▶ [Problem description]: Copy the data exactly from the line that contains "One pass of" through the line that contains "let temperature = self.probe.collect_if_ready(now);", keeping both end lines and leaving out everything else.

▶ [Records for processing]:
>>>>>
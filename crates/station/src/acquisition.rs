//! Fixed-cadence acquisition loop.
//!
//! Every tick samples all analog channels and publishes their readings.
//! Three independent timers ride on the same tick:
//!
//! ```text
//! temperature (750 ms)  collect the finished conversion, then request the next
//! commit       (50 ms)  calibrate, append to history, automate, assert, publish
//!                        (automation waits for the first temperature conversion)
//! display     (500 ms)  refresh the two status lines
//! ```
//!
//! Nothing here waits on hardware: analog reads are single-shot and the
//! temperature probe is driven through its request/collect state machine.

use std::time::{Duration, Instant};

use aquamon_sensors::{AnalogInput, TemperatureSensor};
use tokio::time::MissedTickBehavior;
use tracing::info;

use crate::calibration::Calibration;
use crate::channel::Channels;
use crate::display::{display_lines, Display};
use crate::probe::TemperatureProbe;
use crate::state::SharedState;

#[derive(Debug, Clone, Copy, PartialEq)]
pub struct Timing {
    pub tick: Duration,
    pub commit: Duration,
    pub temperature: Duration,
    pub display: Duration,
}

impl Default for Timing {
    fn default() -> Self {
        Self {
            tick: Duration::from_millis(10),
            commit: Duration::from_millis(50),
            temperature: Duration::from_millis(750),
            display: Duration::from_millis(500),
        }
    }
}

/// Interval timer polled with an explicit `now`. Due on the first poll.
struct Every {
    interval: Duration,
    last: Option<Instant>,
}

impl Every {
    fn new(interval: Duration) -> Self {
        Self {
            interval,
            last: None,
        }
    }

    fn due(&mut self, now: Instant) -> bool {
        match self.last {
            Some(at) if now.saturating_duration_since(at) < self.interval => false,
            _ => {
                self.last = Some(now);
                true
            }
        }
    }
}

pub struct Acquisition<A, T, D> {
    input: A,
    channels: Channels,
    probe: TemperatureProbe<T>,
    display: D,
    calibration: Calibration,
    tick: Duration,
    commit: Every,
    refresh: Every,
    station: SharedState,
}

impl<A, T, D> Acquisition<A, T, D>
where
    A: AnalogInput,
    T: TemperatureSensor,
    D: Display,
{
    pub fn new(
        station: SharedState,
        input: A,
        channels: Channels,
        thermometer: T,
        display: D,
        calibration: Calibration,
        timing: Timing,
    ) -> Self {
        Self {
            input,
            channels,
            probe: TemperatureProbe::new(thermometer, timing.temperature),
            display,
            calibration,
            tick: timing.tick,
            commit: Every::new(timing.commit),
            refresh: Every::new(timing.display),
            station,
        }
    }

    /// One pass of the loop at time `now`.
    pub async fn tick(&mut self, now: Instant) {
        self.channels.update_from(&mut self.input);
        let readings = self.channels.readings();
        self.station.publish_readings(readings).await;

        // Collect before requesting so a due result is never overwritten.
        let temperature = self.probe.collect_if_ready(now);
        self.probe.request_if_due(now);

        if self.commit.due(now) {
            let sample = self.calibration.sample(&readings, temperature);
            // Until the first conversion lands the temperature is a
            // placeholder, so relays are left alone.
            if self.probe.has_reading() {
                self.station.commit(sample, &readings).await;
            } else {
                self.station.record(sample).await;
            }
        }

        if self.refresh.due(now) {
            let latest = self.station.latest().await;
            self.display.show(&display_lines(latest.as_ref()));
        }
    }

    /// Run forever at the configured tick. Intended to be the main task.
    pub async fn run(mut self) {
        let mut ticker = tokio::time::interval(self.tick);
        ticker.set_missed_tick_behavior(MissedTickBehavior::Skip);

        info!(
            tick_ms = self.tick.as_millis() as u64,
            commit_ms = self.commit.interval.as_millis() as u64,
            "acquisition started"
        );

        loop {
            ticker.tick().await;
            self.tick(Instant::now()).await;
        }
    }
}

// ===========================================================================
// Tests
// ===========================================================================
<<<<<
▶ [Task answer]:
    /// One pass of the loop at time `now`.
    pub async fn tick(&mut self, now: Instant) {
        self.channels.update_from(&mut self.input);
        let readings = self.channels.readings();
        self.station.publish_readings(readings).await;

        // Collect before requesting so a due result is never overwritten.
        let temperature = self.probe.collect_if_ready(now);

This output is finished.